//! Idempotent ledger engine.
//!
//! One operation: `apply`. It mutates a wallet balance, records the entry,
//! and optionally captures the resulting event, all in a single transaction.
//! The `(wallet_id, transaction_id)` uniqueness is the idempotency key
//! that absorbs redeliveries, retries and replays.

use sqlx::PgPool;
use tracing::{debug, info};
use uuid::Uuid;

use super::error::LedgerError;
use super::models::{EntryType, LedgerEntry, Wallet};
use crate::core_types::{Amount, WalletId, new_id};
use crate::events::SagaEvent;
use crate::outbox;

const WALLET_COLUMNS: &str = "wallet_id, user_id, balance, created_at, updated_at";
const ENTRY_COLUMNS: &str = "entry_id, wallet_id, transaction_id, entry_type, amount, created_at";

/// Result of a ledger application.
pub struct LedgerApplied {
    pub wallet: Wallet,
    pub entry: LedgerEntry,
    /// True when the entry already existed and nothing was changed.
    pub is_duplicate: bool,
}

pub struct LedgerEngine {
    pool: PgPool,
}

impl LedgerEngine {
    pub fn new(pool: PgPool) -> Self {
        Self { pool }
    }

    pub fn pool(&self) -> &PgPool {
        &self.pool
    }

    /// Apply a balance mutation idempotently.
    ///
    /// In one transaction:
    /// 1. If an entry with `(wallet_id, transaction_id)` exists, return it
    ///    with `is_duplicate = true`; the outbox event is NOT written.
    /// 2. Update the wallet row. Debits carry `balance >= amount` in the
    ///    UPDATE predicate, evaluated under the row lock, so two concurrent
    ///    debits cannot both pass.
    /// 3. Zero rows affected means either the wallet is missing or the
    ///    balance check failed; look up which and fail accordingly.
    /// 4. Insert the ledger entry.
    /// 5. Capture `outbox_event` if provided.
    pub async fn apply(
        &self,
        wallet_id: WalletId,
        transaction_id: Uuid,
        amount: Amount,
        entry_type: EntryType,
        outbox_event: Option<&SagaEvent>,
    ) -> Result<LedgerApplied, LedgerError> {
        if amount < 1 {
            return Err(LedgerError::InvalidAmount);
        }

        let mut tx = self.pool.begin().await?;

        // Idempotency short-circuit.
        let existing = sqlx::query_as::<_, LedgerEntry>(&format!(
            r#"
            SELECT {ENTRY_COLUMNS}
            FROM wallet_ledger_entries
            WHERE wallet_id = $1 AND transaction_id = $2
            "#
        ))
        .bind(wallet_id)
        .bind(transaction_id)
        .fetch_optional(&mut *tx)
        .await?;

        if let Some(entry) = existing {
            let wallet = sqlx::query_as::<_, Wallet>(&format!(
                "SELECT {WALLET_COLUMNS} FROM wallets WHERE wallet_id = $1"
            ))
            .bind(wallet_id)
            .fetch_optional(&mut *tx)
            .await?
            .ok_or(LedgerError::WalletNotFound(wallet_id))?;

            debug!(
                wallet_id = %wallet_id,
                transaction_id = %transaction_id,
                entry_type = %entry_type,
                "Duplicate ledger application absorbed"
            );

            return Ok(LedgerApplied {
                wallet,
                entry,
                is_duplicate: true,
            });
        }

        let update = match entry_type {
            EntryType::Debit => {
                sqlx::query(
                    r#"
                    UPDATE wallets
                    SET balance = balance - $1, updated_at = NOW()
                    WHERE wallet_id = $2 AND balance >= $1
                    "#,
                )
                .bind(amount)
                .bind(wallet_id)
                .execute(&mut *tx)
                .await?
            }
            EntryType::Credit | EntryType::Refund => {
                sqlx::query(
                    r#"
                    UPDATE wallets
                    SET balance = balance + $1, updated_at = NOW()
                    WHERE wallet_id = $2
                    "#,
                )
                .bind(amount)
                .bind(wallet_id)
                .execute(&mut *tx)
                .await?
            }
        };

        if update.rows_affected() != 1 {
            let current: Option<Amount> =
                sqlx::query_scalar("SELECT balance FROM wallets WHERE wallet_id = $1")
                    .bind(wallet_id)
                    .fetch_optional(&mut *tx)
                    .await?;

            tx.rollback().await?;

            return Err(match current {
                None => LedgerError::WalletNotFound(wallet_id),
                Some(current) => LedgerError::InsufficientBalance {
                    current,
                    required: amount,
                },
            });
        }

        // A concurrent apply with the same key can still beat us to this
        // insert; the unique constraint rolls everything back and broker
        // redelivery lands on the short-circuit above.
        let entry = sqlx::query_as::<_, LedgerEntry>(&format!(
            r#"
            INSERT INTO wallet_ledger_entries
                (entry_id, wallet_id, transaction_id, entry_type, amount)
            VALUES ($1, $2, $3, $4, $5)
            RETURNING {ENTRY_COLUMNS}
            "#
        ))
        .bind(new_id())
        .bind(wallet_id)
        .bind(transaction_id)
        .bind(entry_type.as_str())
        .bind(amount)
        .fetch_one(&mut *tx)
        .await?;

        let wallet = sqlx::query_as::<_, Wallet>(&format!(
            "SELECT {WALLET_COLUMNS} FROM wallets WHERE wallet_id = $1"
        ))
        .bind(wallet_id)
        .fetch_one(&mut *tx)
        .await?;

        if let Some(event) = outbox_event {
            outbox::append(&mut tx, event).await?;
        }

        tx.commit().await?;

        info!(
            wallet_id = %wallet_id,
            transaction_id = %transaction_id,
            entry_type = %entry_type,
            amount = amount,
            balance = wallet.balance,
            "Ledger entry applied"
        );

        Ok(LedgerApplied {
            wallet,
            entry,
            is_duplicate: false,
        })
    }
}
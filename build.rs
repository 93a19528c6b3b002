use std::process::Command;

fn git_short_hash() -> Option<String> {
    let rev = Command::new("git")
        .args(["rev-parse", "--short", "HEAD"])
        .output()
        .ok()
        .filter(|o| o.status.success())?;

    let mut hash = String::from_utf8_lossy(&rev.stdout).trim().to_string();

    let dirty = Command::new("git")
        .args(["diff", "--quiet"])
        .output()
        .map(|o| !o.status.success())
        .unwrap_or(false);
    if dirty {
        hash.push_str("-dirty");
    }

    Some(hash)
}

fn main() {
    let git_hash = git_short_hash().unwrap_or_else(|| "unknown".to_string());

    println!("cargo:rustc-env=GIT_HASH={}", git_hash);
    println!("cargo:rerun-if-changed=.git/HEAD");
    println!("cargo:rerun-if-changed=.git/refs/heads");
}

_Exercise_
Where the string "args" turns up in a line of the data above, copy that whole line.

_Written reply_
        .args(["rev-parse", "--short", "HEAD"])
        .args(["diff", "--quiet"])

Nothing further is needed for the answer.